(Collected data entries)
********
//! Typed per-entity outcomes and the pass report they aggregate into.
//!
//! The engine decides, the report records, and recording is the only place
//! a decision gets logged: one line per entity.

use std::fmt;

use chrono::{DateTime, Utc};
use serde::{Deserialize, Serialize};

use tasklink_core::types::{CursorState, EntityKind, MirrorId, SourceId};

use crate::error::StoreError;
use crate::identity::IdentityConflict;

/// Which way an entity was being reconciled.
#[derive(Debug, Clone, Copy, PartialEq, Eq, Serialize)]
#[serde(rename_all = "snake_case")]
pub enum Direction {
    /// Planner → task list.
    ToMirror,
    /// Task list → planner.
    ToSource,
}

impl fmt::Display for Direction {
    fn fmt(&self, f: &mut fmt::Formatter<'_>) -> fmt::Result {
        match self {
            Direction::ToMirror => write!(f, "source->mirror"),
            Direction::ToSource => write!(f, "mirror->source"),
        }
    }
}

/// Why an entity was left alone this pass. Every reason is retried
/// naturally by the next pass.
#[derive(Debug, Clone, PartialEq, Eq)]
pub enum SkipReason {
    /// Planner task without a project.
    Unfiled,
    /// The task's project has no counterpart yet.
    UnresolvedProject(SourceId),
    /// The linked mirror record no longer exists. It is never recreated.
    MirrorMissing(MirrorId),
    /// The linked planner record no longer exists.
    SourceMissing(SourceId),
    /// Both stores changed the record since the last pass; the reverse
    /// direction, which runs second, applies the mirror's state.
    ChangedOnBothSides,
    /// This pass already wrote the mirror record from the planner.
    WrittenThisPass,
    /// The mirror reports the record as deleted.
    DeletedInMirror,
}

impl fmt::Display for SkipReason {
    fn fmt(&self, f: &mut fmt::Formatter<'_>) -> fmt::Result {
        match self {
            SkipReason::Unfiled => write!(f, "task has no project; move it to a project"),
            SkipReason::UnresolvedProject(id) => write!(f, "project {id} is not mirrored yet"),
            SkipReason::MirrorMissing(id) => write!(f, "mirror record {id} not found"),
            SkipReason::SourceMissing(id) => write!(f, "source record {id} not found"),
            SkipReason::ChangedOnBothSides => {
                write!(f, "changed in both stores; deferred to mirror->source")
            }
            SkipReason::WrittenThisPass => write!(f, "already written this pass"),
            SkipReason::DeletedInMirror => write!(f, "deleted in mirror; not propagated"),
        }
    }
}

/// Why an entity could not be processed.
#[derive(Debug, Clone, PartialEq, Eq)]
pub enum Failure {
    Remote(StoreError),
    Identity(IdentityConflict),
    /// The mirror refused a queued command during the commit.
    Rejected(String),
}

impl Failure {
    pub fn label(&self) -> &'static str {
        match self {
            Failure::Remote(e) if e.is_transient() => "transient",
            Failure::Remote(_) => "remote",
            Failure::Identity(_) => "identity_conflict",
            Failure::Rejected(_) => "rejected",
        }
    }
}

impl fmt::Display for Failure {
    fn fmt(&self, f: &mut fmt::Formatter<'_>) -> fmt::Result {
        match self {
            Failure::Remote(e) => e.fmt(f),
            Failure::Identity(e) => e.fmt(f),
            Failure::Rejected(msg) => write!(f, "rejected by mirror: {msg}"),
        }
    }
}

impl From<StoreError> for Failure {
    fn from(e: StoreError) -> Self {
        Failure::Remote(e)
    }
}

impl From<IdentityConflict> for Failure {
    fn from(e: IdentityConflict) -> Self {
        Failure::Identity(e)
    }
}

#[derive(Debug, Clone, PartialEq, Eq)]
pub enum Outcome {
    Created,
    /// Names of the operations issued (`update`, `move`, `complete`, …).
    Updated(Vec<&'static str>),
    Unchanged,
    Skipped(SkipReason),
    Failed(Failure),
}

impl Outcome {
    pub fn verb(&self) -> &'static str {
        match self {
            Outcome::Created => "create",
            Outcome::Updated(_) => "update",
            Outcome::Unchanged => "unchanged",
            Outcome::Skipped(_) => "skip",
            Outcome::Failed(_) => "fail",
        }
    }

    /// Whether the record should be looked at again next pass even if
    /// nobody edits it in between.
    pub fn needs_retry(&self) -> bool {
        matches!(
            self,
            Outcome::Failed(Failure::Remote(_) | Failure::Rejected(_))
                | Outcome::Skipped(SkipReason::UnresolvedProject(_))
        )
    }

    /// Operations, skip reason or failure, for display.
    pub fn detail(&self) -> String {
        match self {
            Outcome::Updated(ops) => ops.join(","),
            Outcome::Skipped(reason) => reason.to_string(),
            Outcome::Failed(failure) => format!("{}: {failure}", failure.label()),
            Outcome::Created | Outcome::Unchanged => String::new(),
        }
    }
}

/// One entity decision.
#[derive(Debug, Clone, PartialEq, Eq)]
pub struct EntityReport {
    pub kind: EntityKind,
    pub direction: Direction,
    pub source_id: Option<SourceId>,
    pub mirror_id: Option<MirrorId>,
    /// Project name or task title, for humans.
    pub label: String,
    pub outcome: Outcome,
}

impl fmt::Display for EntityReport {
    fn fmt(&self, f: &mut fmt::Formatter<'_>) -> fmt::Result {
        let source = self.source_id.as_ref().map_or("-", |s| s.as_str());
        let mirror = self.mirror_id.as_ref().map_or("-", |m| m.as_str());
        write!(
            f,
            "{} {} {:?} [{} {source} / {mirror}] {}",
            self.direction,
            self.kind,
            self.label,
            self.outcome.verb(),
            self.outcome.detail()
        )
    }
}

/// Everything a pass decided, plus what it committed and persisted.
#[derive(Debug, Clone)]
pub struct PassReport {
    pub started_at: DateTime<Utc>,
    pub dry_run: bool,
    pub entries: Vec<EntityReport>,
    /// Mirror commands queued by the pass.
    pub queued_commands: usize,
    /// Mirror commands the commit accepted (0 in dry-run).
    pub committed_commands: usize,
    /// Cursor state written at the end of the pass; `None` in dry-run.
    pub persisted: Option<CursorState>,
}

impl PassReport {
    pub fn new(started_at: DateTime<Utc>, dry_run: bool) -> Self {
        Self {
            started_at,
            dry_run,
            entries: Vec::new(),
            queued_commands: 0,
            committed_commands: 0,
            persisted: None,
        }
    }

    /// Record one decision and log it.
    pub fn record(&mut self, entry: EntityReport) {
        match &entry.outcome {
            Outcome::Created | Outcome::Updated(_) => tracing::info!("{entry}"),
            Outcome::Unchanged => tracing::debug!("{entry}"),
            Outcome::Skipped(SkipReason::WrittenThisPass) => tracing::debug!("{entry}"),
            Outcome::Skipped(_) => tracing::warn!("{entry}"),
            Outcome::Failed(_) => tracing::error!("{entry}"),
        }
        self.entries.push(entry);
    }

    /// Point entries that carry a temporary mirror id at the confirmed one.
    pub fn rebind_mirror_id(&mut self, kind: EntityKind, temp: &MirrorId, confirmed: &MirrorId) {
        for entry in &mut self.entries {
            if entry.kind == kind && entry.mirror_id.as_ref() == Some(temp) {
                entry.mirror_id = Some(confirmed.clone());
            }
        }
    }

    /// Turn the `Created` entry of a create the mirror refused into a failure.
    pub fn fail_create(&mut self, kind: EntityKind, temp: &MirrorId, failure: Failure) {
        let Some(entry) = self.entries.iter_mut().find(|e| {
            e.kind == kind
                && e.direction == Direction::ToMirror
                && e.mirror_id.as_ref() == Some(temp)
        }) else {
            return;
        };
        entry.mirror_id = None;
        entry.outcome = Outcome::Failed(failure);
        tracing::error!("{entry}");
    }

    /// Turn the `Updated` entry of a record into a failure after the mirror
    /// refused one of its commands. Later refusals for the same record only
    /// get logged.
    pub fn fail_update(&mut self, kind: EntityKind, id: &MirrorId, failure: Failure) {
        let Some(entry) = self.entries.iter_mut().find(|e| {
            e.kind == kind
                && e.direction == Direction::ToMirror
                && e.mirror_id.as_ref() == Some(id)
                && matches!(e.outcome, Outcome::Updated(_))
        }) else {
            tracing::error!("{kind} {id}: {failure}");
            return;
        };
        entry.outcome = Outcome::Failed(failure);
        tracing::error!("{entry}");
    }

    /// Records to look at again next pass, by direction.
    pub fn retries(&self) -> impl Iterator<Item = &EntityReport> {
        self.entries.iter().filter(|e| e.outcome.needs_retry())
    }

    fn count(&self, pred: impl Fn(&Outcome) -> bool) -> usize {
        self.entries.iter().filter(|e| pred(&e.outcome)).count()
    }

    pub fn created(&self) -> usize {
        self.count(|o| matches!(o, Outcome::Created))
    }

    pub fn updated(&self) -> usize {
        self.count(|o| matches!(o, Outcome::Updated(_)))
    }

    pub fn unchanged(&self) -> usize {
        self.count(|o| matches!(o, Outcome::Unchanged))
    }

    pub fn skipped(&self) -> usize {
        self.count(|o| matches!(o, Outcome::Skipped(_)))
    }

    pub fn failed(&self) -> usize {
        self.count(|o| matches!(o, Outcome::Failed(_)))
    }

    /// Entries for one entity in one direction, in decision order.
    pub fn entries_for(&self, kind: EntityKind, direction: Direction) -> impl Iterator<Item = &EntityReport> {
        self.entries
            .iter()
            .filter(move |e| e.kind == kind && e.direction == direction)
    }

    pub fn summary(&self, finished_at: DateTime<Utc>) -> PassSummary {
        PassSummary {
            started_at: self.started_at,
            duration_ms: (finished_at - self.started_at).num_milliseconds().max(0),
            dry_run: self.dry_run,
            created: self.created(),
            updated: self.updated(),
            unchanged: self.unchanged(),
            skipped: self.skipped(),
            failed: self.failed(),
            queued_commands: self.queued_commands,
            committed_commands: self.committed_commands,
            cursor: self
                .persisted
                .as_ref()
                .map(|state| state.mirror_cursor.0.clone()),
        }
    }
}

/// Serializable counters for status output.
#[derive(Debug, Clone, PartialEq, Eq, Serialize, Deserialize)]
pub struct PassSummary {
    pub started_at: DateTime<Utc>,
    pub duration_ms: i64,
    pub dry_run: bool,
    pub created: usize,
    pub updated: usize,
    pub unchanged: usize,
    pub skipped: usize,
    pub failed: usize,
    pub queued_commands: usize,
    pub committed_commands: usize,
    pub cursor: Option<String>,
}

#[cfg(test)]
mod tests {
    use super::*;
    use rstest::rstest;

    fn entry(outcome: Outcome) -> EntityReport {
        EntityReport {
            kind: EntityKind::Task,
            direction: Direction::ToMirror,
            source_id: Some(SourceId::from("t1")),
            mirror_id: None,
            label: "Buy milk".into(),
            outcome,
        }
    }

    #[test]
    fn counters_follow_outcomes() {
        let mut report = PassReport::new(Utc::now(), false);
        report.record(entry(Outcome::Created));
        report.record(entry(Outcome::Updated(vec!["move"])));
        report.record(entry(Outcome::Skipped(SkipReason::Unfiled)));
        report.record(entry(Outcome::Failed(Failure::Rejected("bad".into()))));
        report.record(entry(Outcome::Unchanged));
        assert_eq!(report.created(), 1);
        assert_eq!(report.updated(), 1);
        assert_eq!(report.skipped(), 1);
        assert_eq!(report.failed(), 1);
        assert_eq!(report.unchanged(), 1);
        assert_eq!(report.entries_for(EntityKind::Task, Direction::ToMirror).count(), 5);
        assert_eq!(report.entries_for(EntityKind::Project, Direction::ToMirror).count(), 0);
    }

    #[test]
    fn display_carries_reason() {
        let line = entry(Outcome::Skipped(SkipReason::UnresolvedProject(SourceId::from("p9"))))
            .to_string();
        assert!(line.contains("skip"), "{line}");
        assert!(line.contains("p9 is not mirrored yet"), "{line}");
        assert!(line.contains("source->mirror task"), "{line}");
    }

    #[test]
    fn refused_create_becomes_failure() {
        let mut report = PassReport::new(Utc::now(), false);
        report.record(EntityReport {
            mirror_id: Some(MirrorId::from("tmp-1")),
            ..entry(Outcome::Created)
        });
        report.fail_create(
            EntityKind::Task,
            &MirrorId::from("tmp-1"),
            Failure::Rejected("invalid project".into()),
        );
        assert_eq!(report.created(), 0);
        assert_eq!(report.failed(), 1);
        assert_eq!(report.entries[0].mirror_id, None);
    }

    #[test]
    fn refused_update_becomes_failure() {
        let mut report = PassReport::new(Utc::now(), false);
        report.record(EntityReport {
            mirror_id: Some(MirrorId::from("mt1")),
            ..entry(Outcome::Updated(vec!["move", "update"]))
        });
        report.fail_update(
            EntityKind::Task,
            &MirrorId::from("mt1"),
            Failure::Rejected("parent not found".into()),
        );
        report.fail_update(
            EntityKind::Task,
            &MirrorId::from("mt1"),
            Failure::Rejected("second refusal".into()),
        );
        assert_eq!(report.updated(), 0);
        assert_eq!(
            report.entries[0].outcome,
            Outcome::Failed(Failure::Rejected("parent not found".into()))
        );
        assert_eq!(report.retries().count(), 1);
    }

    #[rstest]
    #[case(Outcome::Failed(Failure::Rejected("x".into())), true)]
    #[case(Outcome::Skipped(SkipReason::UnresolvedProject(SourceId::from("p1"))), true)]
    #[case(Outcome::Skipped(SkipReason::MirrorMissing(MirrorId::from("mt1"))), false)]
    #[case(Outcome::Skipped(SkipReason::Unfiled), false)]
    #[case(Outcome::Updated(vec!["update"]), false)]
    fn retryable_outcomes(#[case] outcome: Outcome, #[case] retry: bool) {
        assert_eq!(outcome.needs_retry(), retry);
    }

    #[rstest]
    #[case(Failure::Remote(StoreError::Transient {
        op: "items/get".into(),
        attempts: 4,
        message: "timed out".into(),
    }), "transient")]
    #[case(Failure::Remote(StoreError::Rejected {
        op: "sync".into(),
        status: 403,
        message: "forbidden".into(),
    }), "remote")]
    #[case(Failure::Rejected("invalid project".into()), "rejected")]
    fn failures_are_labelled(#[case] failure: Failure, #[case] label: &str) {
        assert_eq!(failure.label(), label);
    }

    #[test]
    fn outcome_detail_lists_operations() {
        assert_eq!(Outcome::Updated(vec!["update", "move"]).detail(), "update,move");
        assert_eq!(Outcome::Created.detail(), "");
    }
}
********
» **YOUR INSTRUCTIONS**
Of the lines above, count those containing the word "CursorState", and give the number by itself.

» **EXPECTED ANSWER**
2